=== Your objective ===
From the listing below, extract every line in which the word "bail" appears.

# # # #

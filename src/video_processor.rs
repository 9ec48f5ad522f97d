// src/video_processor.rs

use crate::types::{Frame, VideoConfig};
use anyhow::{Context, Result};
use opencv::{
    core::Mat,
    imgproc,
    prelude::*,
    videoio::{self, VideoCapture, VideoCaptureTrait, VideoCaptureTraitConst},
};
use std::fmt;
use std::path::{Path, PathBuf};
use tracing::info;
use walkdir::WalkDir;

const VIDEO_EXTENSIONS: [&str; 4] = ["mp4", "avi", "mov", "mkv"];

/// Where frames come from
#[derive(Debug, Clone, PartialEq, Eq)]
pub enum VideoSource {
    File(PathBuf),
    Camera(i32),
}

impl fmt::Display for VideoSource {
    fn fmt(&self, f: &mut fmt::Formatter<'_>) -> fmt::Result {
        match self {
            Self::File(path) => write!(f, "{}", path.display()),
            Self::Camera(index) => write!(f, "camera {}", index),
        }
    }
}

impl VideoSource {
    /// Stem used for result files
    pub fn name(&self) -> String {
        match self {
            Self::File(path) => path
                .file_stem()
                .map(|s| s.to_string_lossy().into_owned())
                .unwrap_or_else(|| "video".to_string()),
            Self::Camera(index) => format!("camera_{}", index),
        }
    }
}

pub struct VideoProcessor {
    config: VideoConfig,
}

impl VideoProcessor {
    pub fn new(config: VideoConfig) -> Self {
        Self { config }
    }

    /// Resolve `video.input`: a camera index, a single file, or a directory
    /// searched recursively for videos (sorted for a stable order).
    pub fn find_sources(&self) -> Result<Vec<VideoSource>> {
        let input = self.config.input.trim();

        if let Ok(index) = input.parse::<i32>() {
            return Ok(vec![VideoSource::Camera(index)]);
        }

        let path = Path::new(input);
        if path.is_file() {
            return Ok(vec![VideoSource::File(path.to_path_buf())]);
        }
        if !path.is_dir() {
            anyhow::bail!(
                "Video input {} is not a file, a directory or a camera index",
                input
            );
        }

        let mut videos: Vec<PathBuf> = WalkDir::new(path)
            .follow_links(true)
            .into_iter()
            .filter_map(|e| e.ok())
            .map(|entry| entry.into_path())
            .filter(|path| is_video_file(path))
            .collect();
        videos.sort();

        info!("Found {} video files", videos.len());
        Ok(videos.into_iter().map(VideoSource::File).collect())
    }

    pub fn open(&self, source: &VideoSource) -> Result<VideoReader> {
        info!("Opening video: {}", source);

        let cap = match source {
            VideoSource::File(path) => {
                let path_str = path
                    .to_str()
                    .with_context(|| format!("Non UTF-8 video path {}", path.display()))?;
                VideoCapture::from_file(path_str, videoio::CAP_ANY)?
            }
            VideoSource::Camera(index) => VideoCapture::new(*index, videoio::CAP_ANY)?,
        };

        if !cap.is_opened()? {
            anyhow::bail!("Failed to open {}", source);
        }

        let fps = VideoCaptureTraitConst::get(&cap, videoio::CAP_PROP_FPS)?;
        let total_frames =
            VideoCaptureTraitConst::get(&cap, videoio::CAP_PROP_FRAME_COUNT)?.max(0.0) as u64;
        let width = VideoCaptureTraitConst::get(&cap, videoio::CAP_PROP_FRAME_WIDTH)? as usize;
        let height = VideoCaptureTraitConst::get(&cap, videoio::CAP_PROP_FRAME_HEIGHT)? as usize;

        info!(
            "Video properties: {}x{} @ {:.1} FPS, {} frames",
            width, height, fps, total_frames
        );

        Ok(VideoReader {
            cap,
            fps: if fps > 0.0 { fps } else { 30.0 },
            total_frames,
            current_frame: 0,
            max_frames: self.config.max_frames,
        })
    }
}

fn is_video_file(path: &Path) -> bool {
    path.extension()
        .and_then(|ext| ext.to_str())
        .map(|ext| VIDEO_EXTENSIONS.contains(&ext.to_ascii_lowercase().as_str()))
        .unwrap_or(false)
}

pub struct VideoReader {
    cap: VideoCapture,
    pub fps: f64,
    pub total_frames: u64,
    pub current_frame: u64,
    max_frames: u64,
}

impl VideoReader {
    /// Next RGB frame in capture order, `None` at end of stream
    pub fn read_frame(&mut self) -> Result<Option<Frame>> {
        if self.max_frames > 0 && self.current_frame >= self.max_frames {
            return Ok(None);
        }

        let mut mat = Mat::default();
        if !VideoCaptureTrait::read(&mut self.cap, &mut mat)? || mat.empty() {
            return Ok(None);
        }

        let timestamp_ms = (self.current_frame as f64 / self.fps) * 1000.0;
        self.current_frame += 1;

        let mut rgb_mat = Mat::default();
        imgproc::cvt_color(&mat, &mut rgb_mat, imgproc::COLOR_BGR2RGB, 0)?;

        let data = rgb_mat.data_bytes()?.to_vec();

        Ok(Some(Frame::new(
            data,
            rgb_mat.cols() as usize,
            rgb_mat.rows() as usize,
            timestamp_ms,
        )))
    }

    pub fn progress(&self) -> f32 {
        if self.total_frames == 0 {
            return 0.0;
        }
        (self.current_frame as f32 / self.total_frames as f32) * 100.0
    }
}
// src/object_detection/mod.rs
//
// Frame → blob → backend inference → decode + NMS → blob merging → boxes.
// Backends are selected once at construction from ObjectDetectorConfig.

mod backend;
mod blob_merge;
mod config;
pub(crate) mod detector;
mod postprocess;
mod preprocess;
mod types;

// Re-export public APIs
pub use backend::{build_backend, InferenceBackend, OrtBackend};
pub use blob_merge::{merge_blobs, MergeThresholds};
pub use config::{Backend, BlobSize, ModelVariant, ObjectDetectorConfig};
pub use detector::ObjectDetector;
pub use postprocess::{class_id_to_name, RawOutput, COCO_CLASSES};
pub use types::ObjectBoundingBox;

# # # #

=== Output for this task ===
            anyhow::bail!(
            anyhow::bail!("Failed to open {}", source);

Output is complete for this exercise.